Géorgie : Nicolas Sarkozy satisfait, Dmitri Medvedev intransigeant
Un entretien de quatre heures dans la solennelle résidence présidentielle de Barvikha, près de Moscou, et un grand sourire à l’arrivée. «Ce qui a été résolu aujourd'hui est assez considérable», a estimé Nicolas Sarkozy à la sortie d’une rencontre capitale avec Dmitri Medvedev, un mois tout juste après le début du conflit entre Géorgie et Russie. Il a même jugé que les négociations sur un nouveau partenariat entre la Russie et l'UE pourraient reprendre «dès octobre» si les mesures convenues lundi avec Moscou étaient remplies.
Parmi les avancées obtenues par le chef de l’Etat français, qui assure actuellement la présidence tournante de l’UE, le retrait complet des forces russes du territoire géorgien, hors Ossétie du Sud et Abkhazie, dans un mois. Moscou a également validé le déploiement de 200 observateurs de l’UE en Géorgie, au plus tard le 1er octobre.

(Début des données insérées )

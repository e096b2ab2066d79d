//! Binary error type.

use cascade_application::{ApplicationError, BuildSceneError, LoadSceneError};
use cascade_infrastructure::SerializationError;

/// Errors that stop a run.
#[derive(Debug, thiserror::Error)]
pub enum AppError {
    /// Neither `CASCADE_SCENE` nor a path argument was given.
    #[error("no scene file given: set CASCADE_SCENE or pass a path")]
    MissingScene,

    /// The scene file could not be loaded.
    #[error(transparent)]
    Load(#[from] LoadSceneError),

    /// The scene could not be assembled.
    #[error(transparent)]
    Build(#[from] BuildSceneError),

    /// A scene operation failed.
    #[error(transparent)]
    Scene(#[from] ApplicationError),

    /// The report could not be written.
    #[error(transparent)]
    Output(#[from] SerializationError),
}
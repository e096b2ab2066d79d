//! Port definitions (interfaces)
//!
//! Ports define the boundaries between the scheduling core and external systems.
//! Each port is a trait that can be implemented by adapters in the infrastructure layer.

mod file_system;
mod options_source;
mod scene_repository;

pub use file_system::{FileSystem, FileSystemError};
pub use options_source::{OptionsRequest, OptionsSource, SourceError};
pub use scene_repository::{SceneRepository, SceneRepositoryError};
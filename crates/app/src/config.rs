//! Run configuration.

use std::path::PathBuf;

use crate::error::AppError;

/// Environment variable holding the scene path.
pub const SCENE_ENV: &str = "CASCADE_SCENE";

/// Where to find the scene.
#[derive(Debug, Clone, PartialEq, Eq)]
pub struct Config {
    /// Scene definition file, `.json`, `.yaml` or `.yml`.
    pub scene_path: PathBuf,
}

impl Config {
    /// Reads the scene path from `CASCADE_SCENE`, falling back to the first
    /// command line argument.
    ///
    /// # Errors
    /// Returns `AppError::MissingScene` if neither is set.
    pub fn from_env() -> Result<Self, AppError> {
        Self::resolve(std::env::var(SCENE_ENV).ok(), std::env::args().skip(1))
    }

    /// Resolves the configuration from an environment value and arguments.
    ///
    /// # Errors
    /// Returns `AppError::MissingScene` if neither yields a path.
    pub fn resolve(
        env: Option<String>,
        mut args: impl Iterator<Item = String>,
    ) -> Result<Self, AppError> {
        env.filter(|value| !value.is_empty())
            .or_else(|| args.next())
            .map(|path| Self {
                scene_path: PathBuf::from(path),
            })
            .ok_or(AppError::MissingScene)
    }
}

#[cfg(test)]
#[allow(clippy::unwrap_used, clippy::expect_used, clippy::panic)]
mod tests {
    use super::*;

    #[test]
    fn test_env_wins_over_args() {
        let config = Config::resolve(Some("env.yaml".into()), vec!["arg.json".to_string()].into_iter())
            .unwrap();
        assert_eq!(config.scene_path, PathBuf::from("env.yaml"));
    }

    #[test]
    fn test_empty_env_falls_back_to_args() {
        let config =
            Config::resolve(Some(String::new()), vec!["arg.json".to_string()].into_iter()).unwrap();
        assert_eq!(config.scene_path, PathBuf::from("arg.json"));
    }

    #[test]
    fn test_missing_scene() {
        let result = Config::resolve(None, std::iter::empty());
        assert!(matches!(result, Err(AppError::MissingScene)));
    }
}
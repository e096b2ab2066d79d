//! Options source adapters.

mod static_options;

pub use static_options::{StaticOptionsSource, static_sources};
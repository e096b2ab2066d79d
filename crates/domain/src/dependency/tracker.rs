//! Per-consumer dependency tracker.

use std::collections::{BTreeSet, HashMap};
use std::fmt;

use serde_json::Value;

use crate::interpolation::{ALL_VARIABLES_MACRO, extract_variable_names};

use super::ConsumerState;

/// Which parts of a consumer's state are scanned for references.
#[derive(Debug, Clone, PartialEq, Eq, Default)]
pub enum StatePaths {
    /// Every field.
    #[default]
    All,
    /// Only the listed top-level fields.
    Fields(Vec<String>),
}

/// Notification that a variable finished revalidating.
#[derive(Debug, Clone, PartialEq, Eq)]
pub struct VariableUpdate {
    /// Name of the variable as seen by the notified consumer.
    pub name: String,
    /// Whether the variable's value changed during the revalidation.
    pub has_changed: bool,
}

impl VariableUpdate {
    /// Creates an update notification.
    #[must_use]
    pub fn new(name: impl Into<String>, has_changed: bool) -> Self {
        Self {
            name: name.into(),
            has_changed,
        }
    }
}

/// A consumer's reaction to a variable update.
pub type Reaction = Box<dyn FnMut(&VariableUpdate) + Send>;

/// Caches the variable names a consumer depends on and reacts to
/// completed variable updates.
///
/// The name set is rescanned only when the consumer state version moved and,
/// for [`StatePaths::Fields`], one of the registered fields actually changed.
pub struct DependencyTracker {
    state_paths: StatePaths,
    explicit_names: Vec<String>,
    names: BTreeSet<String>,
    scanned_version: Option<u64>,
    scanned_fields: HashMap<String, Value>,
    scan_count: usize,
    waiting_for_variables: bool,
    render_requests: usize,
    on_referenced_variable_value_changed: Option<Reaction>,
    on_variable_update_completed: Option<Reaction>,
    on_any_variable_changed: Option<Reaction>,
}

impl DependencyTracker {
    /// Creates a tracker scanning the given state paths.
    #[must_use]
    pub fn new(state_paths: StatePaths) -> Self {
        Self {
            state_paths,
            explicit_names: Vec::new(),
            names: BTreeSet::new(),
            scanned_version: None,
            scanned_fields: HashMap::new(),
            scan_count: 0,
            waiting_for_variables: false,
            render_requests: 0,
            on_referenced_variable_value_changed: None,
            on_variable_update_completed: None,
            on_any_variable_changed: None,
        }
    }

    /// Adds names the consumer depends on without referencing them in state.
    #[must_use]
    pub fn with_variable_names<I, S>(mut self, names: I) -> Self
    where
        I: IntoIterator<Item = S>,
        S: Into<String>,
    {
        self.explicit_names = names.into_iter().map(Into::into).collect();
        self.scanned_version = None;
        self
    }

    /// Reaction when a referenced variable's value changed.
    #[must_use]
    pub fn on_referenced_variable_value_changed(
        mut self,
        reaction: impl FnMut(&VariableUpdate) + Send + 'static,
    ) -> Self {
        self.on_referenced_variable_value_changed = Some(Box::new(reaction));
        self
    }

    /// Reaction when a referenced variable changed, or on every completion
    /// while the consumer waits for variables.
    #[must_use]
    pub fn on_variable_update_completed(
        mut self,
        reaction: impl FnMut(&VariableUpdate) + Send + 'static,
    ) -> Self {
        self.on_variable_update_completed = Some(Box::new(reaction));
        self
    }

    /// Reaction on every completion, referenced or not.
    #[must_use]
    pub fn on_any_variable_changed(
        mut self,
        reaction: impl FnMut(&VariableUpdate) + Send + 'static,
    ) -> Self {
        self.on_any_variable_changed = Some(Box::new(reaction));
        self
    }

    /// Returns the referenced variable names, rescanning when needed.
    pub fn names(&mut self, state: &ConsumerState) -> &BTreeSet<String> {
        if self.needs_scan(state) {
            self.scan(state);
        }
        self.scanned_version = Some(state.version());
        &self.names
    }

    /// Returns true if the consumer references `name`.
    pub fn has_dependency_on(&mut self, state: &ConsumerState, name: &str) -> bool {
        self.names(state).contains(name)
    }

    /// Number of scans performed so far.
    #[must_use]
    pub const fn scan_count(&self) -> usize {
        self.scan_count
    }

    /// Number of re-renders requested by the default reaction.
    #[must_use]
    pub const fn render_requests(&self) -> usize {
        self.render_requests
    }

    /// Returns true if the consumer last reported a dependency still loading.
    #[must_use]
    pub const fn is_waiting_for_variables(&self) -> bool {
        self.waiting_for_variables
    }

    /// Records whether a dependency is still loading.
    pub const fn set_waiting_for_variables(&mut self, waiting: bool) {
        self.waiting_for_variables = waiting;
    }

    /// Handles a completed variable update.
    ///
    /// Returns true if a referenced variable changed.
    pub fn variable_update_completed(
        &mut self,
        state: &ConsumerState,
        update: &VariableUpdate,
    ) -> bool {
        let names = self.names(state);
        let references = names.contains(&update.name) || names.contains(ALL_VARIABLES_MACRO);
        let dependency_changed = references && update.has_changed;

        if let Some(reaction) = &mut self.on_any_variable_changed {
            reaction(update);
        }

        if self.waiting_for_variables || dependency_changed {
            if let Some(reaction) = &mut self.on_variable_update_completed {
                reaction(update);
            }
        }

        if dependency_changed {
            if let Some(reaction) = &mut self.on_referenced_variable_value_changed {
                reaction(update);
            }
            if self.on_referenced_variable_value_changed.is_none()
                && self.on_variable_update_completed.is_none()
            {
                self.render_requests += 1;
            }
        }

        dependency_changed
    }

    fn needs_scan(&self, state: &ConsumerState) -> bool {
        let Some(version) = self.scanned_version else {
            return true;
        };
        if version == state.version() {
            return false;
        }
        match &self.state_paths {
            StatePaths::All => true,
            StatePaths::Fields(paths) => paths
                .iter()
                .any(|path| self.scanned_fields.get(path) != state.get(path)),
        }
    }

    fn scan(&mut self, state: &ConsumerState) {
        let mut names: BTreeSet<String> = self.explicit_names.iter().cloned().collect();
        self.scanned_fields.clear();

        let mut scan_value = |value: &Value| {
            let text = match value {
                Value::String(s) => s.clone(),
                other => other.to_string(),
            };
            names.extend(extract_variable_names(&text));
        };

        match &self.state_paths {
            StatePaths::All => state.fields().values().for_each(&mut scan_value),
            StatePaths::Fields(paths) => {
                for path in paths {
                    if let Some(value) = state.get(path) {
                        scan_value(value);
                        self.scanned_fields.insert(path.clone(), value.clone());
                    }
                }
            }
        }

        self.names = names;
        self.scan_count += 1;
    }
}

impl Default for DependencyTracker {
    fn default() -> Self {
        Self::new(StatePaths::All)
    }
}

impl fmt::Debug for DependencyTracker {
    fn fmt(&self, f: &mut fmt::Formatter<'_>) -> fmt::Result {
        f.debug_struct("DependencyTracker")
            .field("state_paths", &self.state_paths)
            .field("names", &self.names)
            .field("scan_count", &self.scan_count)
            .field("waiting_for_variables", &self.waiting_for_variables)
            .field("render_requests", &self.render_requests)
            .finish_non_exhaustive()
    }
}
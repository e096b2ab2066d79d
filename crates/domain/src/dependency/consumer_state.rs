//! Observable consumer state.

use serde_json::{Map, Value};

/// The state of a consumer as seen by its dependency tracker.
///
/// Every mutation bumps `version`, which stands in for object identity:
/// a tracker only rescans after the version moved.
#[derive(Debug, Clone, Default, PartialEq)]
pub struct ConsumerState {
    version: u64,
    fields: Map<String, Value>,
}

impl ConsumerState {
    /// Creates a state from its fields.
    #[must_use]
    pub const fn new(fields: Map<String, Value>) -> Self {
        Self { version: 0, fields }
    }

    /// Returns the version counter.
    #[must_use]
    pub const fn version(&self) -> u64 {
        self.version
    }

    /// Returns all fields.
    #[must_use]
    pub const fn fields(&self) -> &Map<String, Value> {
        &self.fields
    }

    /// Returns one field.
    #[must_use]
    pub fn get(&self, key: &str) -> Option<&Value> {
        self.fields.get(key)
    }

    /// Sets one field.
    pub fn set_field(&mut self, key: impl Into<String>, value: impl Into<Value>) {
        self.fields.insert(key.into(), value.into());
        self.version += 1;
    }

    /// Replaces all fields.
    pub fn replace(&mut self, fields: Map<String, Value>) {
        self.fields = fields;
        self.version += 1;
    }
}
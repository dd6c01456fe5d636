//! Contract ABI item model (C2) and raw event/function decoder (C3).

pub mod decode;
pub mod item;
pub mod parameter;

pub use decode::Decoded;
pub use item::AbiItem;
pub use parameter::{DataType, Parameter, ParamKind};

use thiserror::Error;

#[derive(Debug, Error)]
pub enum Error {
    #[error("empty parameter name")]
    EmptyParameterName,

    #[error("unknown ABI type: {0}")]
    UnknownType(String),

    #[error("malformed ABI json: {0}")]
    MalformedJson(String),

    #[error("log topic count {actual} does not match {expected} indexed parameters")]
    TopicCountMismatch { expected: usize, actual: usize },

    #[error("log topic[0] {actual} does not match event hash {expected}")]
    EventHashMismatch { expected: String, actual: String },

    #[error("truncated ABI-encoded data: need at least {needed} bytes, have {have}")]
    Truncated { needed: usize, have: usize },

    #[error("dynamic value offset {0} is out of bounds")]
    BadOffset(usize),

    #[error("function input is shorter than the 4-byte selector")]
    MissingSelector,
}
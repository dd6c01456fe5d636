//! Expression evaluator. `||` concatenates when both operands are strings, sums when
//! both are numeric, and is a transform error for any other operand combination —
//! the explicit resolution of the `+`-polymorphism ambiguity noted in the design notes.

use crate::ast::{BinOp, Expr, UnaryOp};
use crate::Error;
use num_bigint::BigInt;
use num_traits::{Signed, ToPrimitive};
use semabi_codec::Cell;
use std::collections::HashMap;

enum Numeric {
    Int(BigInt),
    Float(f64),
}

fn as_numeric(op: &'static str, cell: &Cell) -> Result<Numeric, Error> {
    match cell {
        Cell::Integer(i) => Ok(Numeric::Int(i.clone())),
        Cell::Float(f) => Ok(Numeric::Float(*f)),
        other => Err(Error::NotNumeric {
            op,
            value: other.to_string(),
        }),
    }
}

fn to_f64(n: &Numeric) -> f64 {
    match n {
        Numeric::Int(i) => i.to_f64().unwrap_or(f64::NAN),
        Numeric::Float(f) => *f,
    }
}

fn numeric_to_cell(n: Numeric) -> Cell {
    match n {
        Numeric::Int(i) => Cell::Integer(i),
        Numeric::Float(f) => Cell::Float(f),
    }
}

fn negate(n: Numeric) -> Numeric {
    match n {
        Numeric::Int(i) => Numeric::Int(-i),
        Numeric::Float(f) => Numeric::Float(-f),
    }
}

fn bigint_pow(base: &BigInt, mut exp: u32) -> BigInt {
    let mut result = BigInt::from(1);
    let mut squared = base.clone();
    while exp > 0 {
        if exp & 1 == 1 {
            result = &result * &squared;
        }
        squared = &squared * &squared;
        exp >>= 1;
    }
    result
}

fn op_name(op: BinOp) -> &'static str {
    match op {
        BinOp::Pow => "**",
        BinOp::Mul => "*",
        BinOp::Div => "/",
        BinOp::Add => "+",
        BinOp::Sub => "-",
        BinOp::Concat => "||",
    }
}

fn arith(op: BinOp, lhs: Numeric, rhs: Numeric) -> Result<Numeric, Error> {
    match (op, lhs, rhs) {
        (BinOp::Add, Numeric::Int(a), Numeric::Int(b)) => Ok(Numeric::Int(a + b)),
        (BinOp::Add, a, b) => Ok(Numeric::Float(to_f64(&a) + to_f64(&b))),

        (BinOp::Sub, Numeric::Int(a), Numeric::Int(b)) => Ok(Numeric::Int(a - b)),
        (BinOp::Sub, a, b) => Ok(Numeric::Float(to_f64(&a) - to_f64(&b))),

        (BinOp::Mul, Numeric::Int(a), Numeric::Int(b)) => Ok(Numeric::Int(a * b)),
        (BinOp::Mul, a, b) => Ok(Numeric::Float(to_f64(&a) * to_f64(&b))),

        (BinOp::Div, a, b) => {
            let rhs = to_f64(&b);
            if rhs == 0.0 {
                return Err(Error::DivisionByZero);
            }
            Ok(Numeric::Float(to_f64(&a) / rhs))
        }

        (BinOp::Pow, Numeric::Int(a), Numeric::Int(b)) => match b.to_u32() {
            Some(exp) if !b.is_negative() => Ok(Numeric::Int(bigint_pow(&a, exp))),
            _ => Ok(Numeric::Float(to_f64(&Numeric::Int(a)).powf(to_f64(&Numeric::Int(b))))),
        },
        (BinOp::Pow, a, b) => Ok(Numeric::Float(to_f64(&a).powf(to_f64(&b)))),

        (BinOp::Concat, _, _) => unreachable!("Concat is evaluated separately"),
    }
}

pub fn evaluate(expr: &Expr, variables: &HashMap<String, Cell>) -> Result<Cell, Error> {
    match expr {
        Expr::Number(cell) => Ok(cell.clone()),
        Expr::Str(s) => Ok(Cell::String(s.clone())),
        Expr::Var(name) => variables
            .get(name)
            .cloned()
            .ok_or_else(|| Error::UnknownVariable(name.clone())),
        Expr::Unary(op, inner) => {
            let value = evaluate(inner, variables)?;
            let numeric = as_numeric(if *op == UnaryOp::Plus { "+" } else { "-" }, &value)?;
            let numeric = match op {
                UnaryOp::Plus => numeric,
                UnaryOp::Minus => negate(numeric),
            };
            Ok(numeric_to_cell(numeric))
        }
        Expr::Binary(BinOp::Concat, lhs, rhs) => {
            let lv = evaluate(lhs, variables)?;
            let rv = evaluate(rhs, variables)?;
            match (&lv, &rv) {
                (Cell::String(a), Cell::String(b)) => Ok(Cell::String(format!("{a}{b}"))),
                _ => {
                    let mixed = || Error::MixedOperands {
                        op: "||",
                        lhs: lv.to_string(),
                        rhs: rv.to_string(),
                    };
                    let ln = as_numeric("||", &lv).map_err(|_| mixed())?;
                    let rn = as_numeric("||", &rv).map_err(|_| mixed())?;
                    Ok(numeric_to_cell(arith(BinOp::Add, ln, rn)?))
                }
            }
        }
        Expr::Binary(op, lhs, rhs) => {
            let lv = evaluate(lhs, variables)?;
            let rv = evaluate(rhs, variables)?;
            let ln = as_numeric(op_name(*op), &lv)?;
            let rn = as_numeric(op_name(*op), &rv)?;
            Ok(numeric_to_cell(arith(*op, ln, rn)?))
        }
    }
}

Enfin, Dmitri Medvedev a annoncé que des «discussions internationales» sur l’Abkhazie et l’Ossétie du Sud débuteraient le 15 octobre à Genève.
Observateurs de l’UE et retrait des troupes russes
L’envoi d’observateurs de l’UE n’était pas gagné d’avance avec les réticences à peine voilées de la diplomatie russe avant la rencontre, qui estimait qu’un tel déploiement «conduira à une fragmentation superflue» des missions de l'ONU et de l'Organisation pour la sécurité et la coopération en Europe (OSCE), qui «assurent déjà de facto» cette mission. Il s’agit maintenant de connaître les modalités de ce déploiement: pourront-ils accéder aux territoires séparatistes ou aux zones tampons? Leur utilité dépendra de la marge de manœuvre accordée sur le terrain par la Russie.
Concernant le retrait de ses troupes, Moscou a accepté de quitter les zones tampons: «Ce que nous avons décidé avec le président Medvedev signifie concrètement: dans une semaine maximum, la levée des checkpoints entre Poti (port stratégique géorgien, ndlr) et Sinaki», a confié Nicolas Sarkozy en remerciant «la partie russe d'avoir accepté de mettre des délais précis».
Tbilissi salue un «résultat très important»
«C'est un résultat très important du président Sarkozy qui vise à l'application complète du plan en six points», a affirmé Alexandre Lomaïa, secrétaire du Conseil national de sécurité géorgien.
Néanmoins, le président français a dû revoir ses objectifs à la baisse. Le plan de paix du 12 août en question prévoyait que les troupes russes quittent l'Abkahzie et l'Ossétie du Sud. Ce que Medvedev a refusé.
Fermeté sur l’Abkhazie et l’Ossétie du Sud
Le président russe est resté intransigeant sur la reconnaissance de l’indépendance des deux républiques séparatistes: «Ce choix est définitif et irréversible. Nos décisions sont sans appel». Moscou va d'ailleurs établir des relations diplomatiques dès ce mardi avec les deux républiques. Des pourparlers se tiendront à Moscou entre le ministère des Affaires étrangères et les responsables de la politique extérieure de l'Ossétie du Sud et de l'Abkhazie.
Au début de l’entretien, le président russe avait estimé que «tous les efforts nécessaires avaient été accomplis pour un règlement du conflit conformément au plan Medvedev/Sarkozy». Mais il explique également qu'une situation nouvelle est apparue avec la reconnaissance des républiques séparatistes: «Il existe certaines nouvelles approches sur la façon dont nous devons avancer, selon le plan que nous avons approuvé.» La Russie n’est pas prête à brader sa position de force.